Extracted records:

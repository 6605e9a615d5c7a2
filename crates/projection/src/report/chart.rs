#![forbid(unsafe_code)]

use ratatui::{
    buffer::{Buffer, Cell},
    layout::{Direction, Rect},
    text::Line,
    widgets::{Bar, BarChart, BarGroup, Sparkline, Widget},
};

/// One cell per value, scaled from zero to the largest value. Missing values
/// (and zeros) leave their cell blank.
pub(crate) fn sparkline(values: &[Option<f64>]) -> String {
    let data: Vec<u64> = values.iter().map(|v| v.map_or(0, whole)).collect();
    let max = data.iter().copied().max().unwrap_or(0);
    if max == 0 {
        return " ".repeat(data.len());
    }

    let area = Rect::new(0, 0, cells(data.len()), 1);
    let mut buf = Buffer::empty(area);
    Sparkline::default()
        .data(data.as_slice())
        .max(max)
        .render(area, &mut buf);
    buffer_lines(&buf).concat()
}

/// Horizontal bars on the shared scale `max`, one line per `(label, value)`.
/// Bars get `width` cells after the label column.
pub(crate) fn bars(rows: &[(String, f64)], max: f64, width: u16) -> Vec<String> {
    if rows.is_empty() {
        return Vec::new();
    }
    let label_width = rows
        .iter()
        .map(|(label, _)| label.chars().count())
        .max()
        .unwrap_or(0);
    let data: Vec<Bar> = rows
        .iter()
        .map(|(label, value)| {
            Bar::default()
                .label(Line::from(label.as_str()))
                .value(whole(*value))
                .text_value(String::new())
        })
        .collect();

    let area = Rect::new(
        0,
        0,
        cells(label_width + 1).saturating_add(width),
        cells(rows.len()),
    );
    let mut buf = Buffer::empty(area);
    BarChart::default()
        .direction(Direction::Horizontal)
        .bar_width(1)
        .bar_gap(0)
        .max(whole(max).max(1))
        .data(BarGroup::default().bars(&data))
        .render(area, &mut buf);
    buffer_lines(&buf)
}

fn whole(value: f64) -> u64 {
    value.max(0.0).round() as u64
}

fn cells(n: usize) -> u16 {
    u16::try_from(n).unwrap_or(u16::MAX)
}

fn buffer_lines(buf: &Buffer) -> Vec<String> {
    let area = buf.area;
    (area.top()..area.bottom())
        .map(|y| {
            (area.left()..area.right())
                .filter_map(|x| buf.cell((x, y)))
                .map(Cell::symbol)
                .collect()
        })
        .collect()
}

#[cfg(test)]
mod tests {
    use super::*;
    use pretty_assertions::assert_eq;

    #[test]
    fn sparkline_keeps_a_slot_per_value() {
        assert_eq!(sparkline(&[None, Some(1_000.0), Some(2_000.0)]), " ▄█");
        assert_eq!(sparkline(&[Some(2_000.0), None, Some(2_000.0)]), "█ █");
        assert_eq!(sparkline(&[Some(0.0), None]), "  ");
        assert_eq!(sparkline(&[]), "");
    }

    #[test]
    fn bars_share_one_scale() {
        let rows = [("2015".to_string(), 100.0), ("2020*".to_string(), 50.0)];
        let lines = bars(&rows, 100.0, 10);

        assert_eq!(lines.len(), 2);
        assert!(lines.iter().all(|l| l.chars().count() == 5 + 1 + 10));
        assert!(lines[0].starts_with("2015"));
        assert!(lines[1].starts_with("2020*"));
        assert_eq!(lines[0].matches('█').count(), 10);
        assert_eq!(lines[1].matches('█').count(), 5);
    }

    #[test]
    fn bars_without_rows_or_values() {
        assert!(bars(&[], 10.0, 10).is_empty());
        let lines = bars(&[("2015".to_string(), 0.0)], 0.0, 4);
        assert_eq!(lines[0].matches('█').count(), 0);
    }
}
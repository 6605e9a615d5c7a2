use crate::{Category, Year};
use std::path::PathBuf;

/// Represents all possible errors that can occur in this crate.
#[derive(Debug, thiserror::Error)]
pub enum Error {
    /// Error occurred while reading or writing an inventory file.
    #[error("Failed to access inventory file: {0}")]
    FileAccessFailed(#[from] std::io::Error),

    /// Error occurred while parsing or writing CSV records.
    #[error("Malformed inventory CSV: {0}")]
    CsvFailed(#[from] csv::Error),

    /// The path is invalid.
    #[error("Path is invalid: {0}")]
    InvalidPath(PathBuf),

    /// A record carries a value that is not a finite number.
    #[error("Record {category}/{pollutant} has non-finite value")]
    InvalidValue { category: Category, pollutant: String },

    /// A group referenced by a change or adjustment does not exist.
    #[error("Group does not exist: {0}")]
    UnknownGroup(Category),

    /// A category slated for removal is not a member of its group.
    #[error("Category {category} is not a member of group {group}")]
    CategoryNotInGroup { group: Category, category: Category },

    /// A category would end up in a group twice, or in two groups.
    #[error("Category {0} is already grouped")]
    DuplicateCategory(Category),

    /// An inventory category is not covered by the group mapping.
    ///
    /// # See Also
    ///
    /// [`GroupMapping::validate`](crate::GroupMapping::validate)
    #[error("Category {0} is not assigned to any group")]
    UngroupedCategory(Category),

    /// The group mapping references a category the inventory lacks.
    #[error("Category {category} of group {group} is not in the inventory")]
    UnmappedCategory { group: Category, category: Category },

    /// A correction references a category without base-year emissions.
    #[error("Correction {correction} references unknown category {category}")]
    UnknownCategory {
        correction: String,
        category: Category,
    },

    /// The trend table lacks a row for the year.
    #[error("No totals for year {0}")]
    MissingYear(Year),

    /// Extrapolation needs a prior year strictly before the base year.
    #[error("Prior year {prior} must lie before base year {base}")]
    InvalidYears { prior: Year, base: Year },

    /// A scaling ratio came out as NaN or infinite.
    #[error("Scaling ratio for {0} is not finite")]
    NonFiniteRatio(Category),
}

> _Required work_: Check each line above for the word "count", and copy the lines where it appears.

> _Final answer_:
        .map(|(label, _)| label.chars().count())
        assert!(lines.iter().all(|l| l.chars().count() == 5 + 1 + 10));
        assert_eq!(lines[0].matches('█').count(), 10);
        assert_eq!(lines[1].matches('█').count(), 5);
        assert_eq!(lines[0].matches('█').count(), 0);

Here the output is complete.